In the records that follow, the lines from the one containing "use crate::api::ApiClient;" to the one containing "url = resolve_asset_url(&self.api.config().site_origin, src)?;", inclusive, are to be given again exactly.

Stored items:
::::::

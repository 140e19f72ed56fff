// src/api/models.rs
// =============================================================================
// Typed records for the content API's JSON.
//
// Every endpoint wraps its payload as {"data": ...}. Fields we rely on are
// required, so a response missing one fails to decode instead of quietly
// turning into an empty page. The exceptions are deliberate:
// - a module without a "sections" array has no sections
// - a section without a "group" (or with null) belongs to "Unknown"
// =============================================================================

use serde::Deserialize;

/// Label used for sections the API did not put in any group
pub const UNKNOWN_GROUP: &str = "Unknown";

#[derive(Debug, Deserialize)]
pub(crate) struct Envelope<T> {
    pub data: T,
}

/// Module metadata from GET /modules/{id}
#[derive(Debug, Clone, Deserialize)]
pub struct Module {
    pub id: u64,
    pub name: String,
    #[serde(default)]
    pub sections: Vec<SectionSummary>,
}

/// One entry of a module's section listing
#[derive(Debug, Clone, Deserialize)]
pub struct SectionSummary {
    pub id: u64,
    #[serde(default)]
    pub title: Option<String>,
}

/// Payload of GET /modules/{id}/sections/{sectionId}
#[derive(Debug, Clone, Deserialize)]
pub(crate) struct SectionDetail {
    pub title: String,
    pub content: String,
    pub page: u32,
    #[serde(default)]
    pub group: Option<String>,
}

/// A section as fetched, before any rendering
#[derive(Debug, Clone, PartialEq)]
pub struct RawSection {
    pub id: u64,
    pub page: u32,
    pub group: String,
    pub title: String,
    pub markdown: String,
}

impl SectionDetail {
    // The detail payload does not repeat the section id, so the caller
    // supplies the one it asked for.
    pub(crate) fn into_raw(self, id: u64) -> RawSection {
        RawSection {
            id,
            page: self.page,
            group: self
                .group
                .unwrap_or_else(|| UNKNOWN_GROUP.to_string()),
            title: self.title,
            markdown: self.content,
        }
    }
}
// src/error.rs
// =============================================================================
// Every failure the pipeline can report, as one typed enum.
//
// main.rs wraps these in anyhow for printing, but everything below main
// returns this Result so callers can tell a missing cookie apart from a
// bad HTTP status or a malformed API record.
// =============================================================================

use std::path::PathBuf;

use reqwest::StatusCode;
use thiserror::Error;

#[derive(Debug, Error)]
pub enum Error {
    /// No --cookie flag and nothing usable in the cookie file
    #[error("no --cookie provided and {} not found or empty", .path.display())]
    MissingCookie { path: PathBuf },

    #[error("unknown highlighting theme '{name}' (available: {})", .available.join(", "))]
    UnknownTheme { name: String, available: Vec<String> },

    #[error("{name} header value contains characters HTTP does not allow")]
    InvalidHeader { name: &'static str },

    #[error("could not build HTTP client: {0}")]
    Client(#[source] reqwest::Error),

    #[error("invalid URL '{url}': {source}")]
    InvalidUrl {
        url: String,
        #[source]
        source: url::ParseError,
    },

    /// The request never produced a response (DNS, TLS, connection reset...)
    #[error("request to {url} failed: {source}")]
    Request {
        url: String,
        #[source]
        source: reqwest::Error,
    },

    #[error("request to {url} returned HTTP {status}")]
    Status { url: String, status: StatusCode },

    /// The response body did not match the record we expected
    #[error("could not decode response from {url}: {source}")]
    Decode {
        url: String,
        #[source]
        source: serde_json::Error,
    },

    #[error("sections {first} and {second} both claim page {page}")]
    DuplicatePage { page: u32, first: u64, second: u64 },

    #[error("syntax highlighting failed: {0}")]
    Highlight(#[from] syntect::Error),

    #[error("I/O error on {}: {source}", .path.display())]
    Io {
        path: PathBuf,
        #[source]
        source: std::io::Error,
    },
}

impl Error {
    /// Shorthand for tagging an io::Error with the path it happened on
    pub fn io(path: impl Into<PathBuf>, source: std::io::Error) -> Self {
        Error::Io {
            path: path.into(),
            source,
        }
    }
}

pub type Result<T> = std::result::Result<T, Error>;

::::::

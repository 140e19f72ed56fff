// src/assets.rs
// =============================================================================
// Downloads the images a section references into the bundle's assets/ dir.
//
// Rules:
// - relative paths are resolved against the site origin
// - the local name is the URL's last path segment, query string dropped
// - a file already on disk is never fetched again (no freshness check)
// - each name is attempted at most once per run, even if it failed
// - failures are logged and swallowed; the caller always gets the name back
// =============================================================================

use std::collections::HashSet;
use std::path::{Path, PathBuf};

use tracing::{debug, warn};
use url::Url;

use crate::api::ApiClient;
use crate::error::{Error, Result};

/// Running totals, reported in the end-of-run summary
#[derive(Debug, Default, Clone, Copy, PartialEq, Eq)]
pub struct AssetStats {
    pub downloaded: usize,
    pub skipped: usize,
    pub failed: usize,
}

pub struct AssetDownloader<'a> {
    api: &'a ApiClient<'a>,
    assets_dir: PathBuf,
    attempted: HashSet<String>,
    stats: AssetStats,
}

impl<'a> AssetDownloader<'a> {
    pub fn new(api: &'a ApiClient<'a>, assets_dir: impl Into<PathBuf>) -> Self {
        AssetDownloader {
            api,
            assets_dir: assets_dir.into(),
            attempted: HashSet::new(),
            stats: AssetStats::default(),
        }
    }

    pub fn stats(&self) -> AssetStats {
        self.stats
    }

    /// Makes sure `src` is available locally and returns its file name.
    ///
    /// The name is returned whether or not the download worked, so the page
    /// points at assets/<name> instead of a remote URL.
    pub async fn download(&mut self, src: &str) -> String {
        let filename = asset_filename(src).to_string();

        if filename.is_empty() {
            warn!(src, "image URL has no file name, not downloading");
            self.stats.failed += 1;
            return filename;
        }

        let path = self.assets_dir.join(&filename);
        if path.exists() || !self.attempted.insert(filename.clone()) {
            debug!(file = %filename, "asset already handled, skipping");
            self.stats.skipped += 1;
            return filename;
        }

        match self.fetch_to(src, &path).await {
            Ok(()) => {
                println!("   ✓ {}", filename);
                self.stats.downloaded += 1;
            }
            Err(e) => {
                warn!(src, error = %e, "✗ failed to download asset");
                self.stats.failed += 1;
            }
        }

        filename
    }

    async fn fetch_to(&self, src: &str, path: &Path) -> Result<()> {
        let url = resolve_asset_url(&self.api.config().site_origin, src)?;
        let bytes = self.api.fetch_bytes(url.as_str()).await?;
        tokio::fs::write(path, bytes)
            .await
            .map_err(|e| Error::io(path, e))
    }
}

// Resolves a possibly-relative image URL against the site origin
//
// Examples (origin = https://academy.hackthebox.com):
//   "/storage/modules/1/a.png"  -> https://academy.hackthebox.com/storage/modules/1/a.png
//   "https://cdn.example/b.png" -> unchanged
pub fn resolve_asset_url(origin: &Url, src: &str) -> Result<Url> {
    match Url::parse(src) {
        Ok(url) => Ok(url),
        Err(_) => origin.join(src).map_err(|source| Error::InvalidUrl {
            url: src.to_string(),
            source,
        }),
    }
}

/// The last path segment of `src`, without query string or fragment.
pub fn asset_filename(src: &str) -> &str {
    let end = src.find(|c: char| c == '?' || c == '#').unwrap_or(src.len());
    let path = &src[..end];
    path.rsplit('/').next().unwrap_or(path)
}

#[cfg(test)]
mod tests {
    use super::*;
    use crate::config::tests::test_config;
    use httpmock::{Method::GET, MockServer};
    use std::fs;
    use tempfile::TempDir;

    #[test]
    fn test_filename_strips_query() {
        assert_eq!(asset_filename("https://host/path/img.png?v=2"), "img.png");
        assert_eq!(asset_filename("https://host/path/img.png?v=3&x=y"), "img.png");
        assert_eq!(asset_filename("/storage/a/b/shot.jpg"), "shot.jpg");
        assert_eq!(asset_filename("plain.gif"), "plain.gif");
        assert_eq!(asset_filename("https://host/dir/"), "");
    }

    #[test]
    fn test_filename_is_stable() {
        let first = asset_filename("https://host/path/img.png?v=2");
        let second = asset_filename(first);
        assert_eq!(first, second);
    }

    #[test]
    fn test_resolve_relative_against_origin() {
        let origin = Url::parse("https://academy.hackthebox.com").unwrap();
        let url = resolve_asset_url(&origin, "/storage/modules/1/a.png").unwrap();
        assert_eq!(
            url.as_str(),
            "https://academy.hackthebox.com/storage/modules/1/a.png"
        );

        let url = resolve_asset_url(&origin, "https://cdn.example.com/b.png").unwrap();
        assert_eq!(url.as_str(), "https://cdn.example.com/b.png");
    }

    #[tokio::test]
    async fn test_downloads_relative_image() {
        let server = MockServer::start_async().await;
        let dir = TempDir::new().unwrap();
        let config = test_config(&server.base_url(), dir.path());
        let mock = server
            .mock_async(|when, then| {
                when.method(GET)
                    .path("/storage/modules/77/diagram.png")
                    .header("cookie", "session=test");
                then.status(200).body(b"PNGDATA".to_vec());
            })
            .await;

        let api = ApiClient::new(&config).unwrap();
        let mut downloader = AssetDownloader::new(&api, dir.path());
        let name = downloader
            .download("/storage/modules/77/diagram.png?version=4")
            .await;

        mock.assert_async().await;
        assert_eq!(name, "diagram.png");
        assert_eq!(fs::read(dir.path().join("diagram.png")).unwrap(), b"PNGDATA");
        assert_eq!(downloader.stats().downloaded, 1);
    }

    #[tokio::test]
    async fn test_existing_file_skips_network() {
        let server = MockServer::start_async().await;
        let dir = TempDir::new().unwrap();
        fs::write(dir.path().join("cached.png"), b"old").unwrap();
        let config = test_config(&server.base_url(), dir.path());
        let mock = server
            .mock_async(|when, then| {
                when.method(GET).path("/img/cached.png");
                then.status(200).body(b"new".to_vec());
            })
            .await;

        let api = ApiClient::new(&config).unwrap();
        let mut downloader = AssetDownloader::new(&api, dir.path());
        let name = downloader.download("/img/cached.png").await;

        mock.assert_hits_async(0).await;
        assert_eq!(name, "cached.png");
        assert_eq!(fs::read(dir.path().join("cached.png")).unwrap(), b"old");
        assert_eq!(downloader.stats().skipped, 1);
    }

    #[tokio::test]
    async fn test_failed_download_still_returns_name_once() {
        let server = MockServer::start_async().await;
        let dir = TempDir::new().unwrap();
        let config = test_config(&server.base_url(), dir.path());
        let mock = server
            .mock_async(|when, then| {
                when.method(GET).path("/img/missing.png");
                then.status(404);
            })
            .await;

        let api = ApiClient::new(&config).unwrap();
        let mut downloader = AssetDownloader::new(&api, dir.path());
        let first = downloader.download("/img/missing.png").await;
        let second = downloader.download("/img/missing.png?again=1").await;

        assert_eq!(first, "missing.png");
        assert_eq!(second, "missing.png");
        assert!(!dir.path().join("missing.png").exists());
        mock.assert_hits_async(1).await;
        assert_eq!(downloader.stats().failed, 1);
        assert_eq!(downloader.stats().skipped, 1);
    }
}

::::::

WRITTEN REPLY:
use crate::api::ApiClient;
use crate::error::{Error, Result};

/// Running totals, reported in the end-of-run summary
#[derive(Debug, Default, Clone, Copy, PartialEq, Eq)]
pub struct AssetStats {
    pub downloaded: usize,
    pub skipped: usize,
    pub failed: usize,
}

pub struct AssetDownloader<'a> {
    api: &'a ApiClient<'a>,
    assets_dir: PathBuf,
    attempted: HashSet<String>,
    stats: AssetStats,
}

impl<'a> AssetDownloader<'a> {
    pub fn new(api: &'a ApiClient<'a>, assets_dir: impl Into<PathBuf>) -> Self {
        AssetDownloader {
            api,
            assets_dir: assets_dir.into(),
            attempted: HashSet::new(),
            stats: AssetStats::default(),
        }
    }

    pub fn stats(&self) -> AssetStats {
        self.stats
    }

    /// Makes sure `src` is available locally and returns its file name.
    ///
    /// The name is returned whether or not the download worked, so the page
    /// points at assets/<name> instead of a remote URL.
    pub async fn download(&mut self, src: &str) -> String {
        let filename = asset_filename(src).to_string();

        if filename.is_empty() {
            warn!(src, "image URL has no file name, not downloading");
            self.stats.failed += 1;
            return filename;
        }

        let path = self.assets_dir.join(&filename);
        if path.exists() || !self.attempted.insert(filename.clone()) {
            debug!(file = %filename, "asset already handled, skipping");
            self.stats.skipped += 1;
            return filename;
        }

        match self.fetch_to(src, &path).await {
            Ok(()) => {
                println!("   ✓ {}", filename);
                self.stats.downloaded += 1;
            }
            Err(e) => {
                warn!(src, error = %e, "✗ failed to download asset");
                self.stats.failed += 1;
            }
        }

        filename
    }

    async fn fetch_to(&self, src: &str, path: &Path) -> Result<()> {
        let url = resolve_asset_url(&self.api.config().site_origin, src)?;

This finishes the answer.